**Work required**
What is needed is an exact copy of the line that contains "pub mod loader;" and of all later lines to the end of the records below, with no other lines.

**Study material**
Segment Open

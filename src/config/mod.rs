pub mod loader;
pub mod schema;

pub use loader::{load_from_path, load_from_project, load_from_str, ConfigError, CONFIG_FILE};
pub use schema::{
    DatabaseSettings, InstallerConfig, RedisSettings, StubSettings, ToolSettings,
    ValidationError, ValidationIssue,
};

Segment Closed

**Answer to this exercise**
pub mod loader;
pub mod schema;

pub use loader::{load_from_path, load_from_project, load_from_str, ConfigError, CONFIG_FILE};
pub use schema::{
    DatabaseSettings, InstallerConfig, RedisSettings, StubSettings, ToolSettings,
    ValidationError, ValidationIssue,
};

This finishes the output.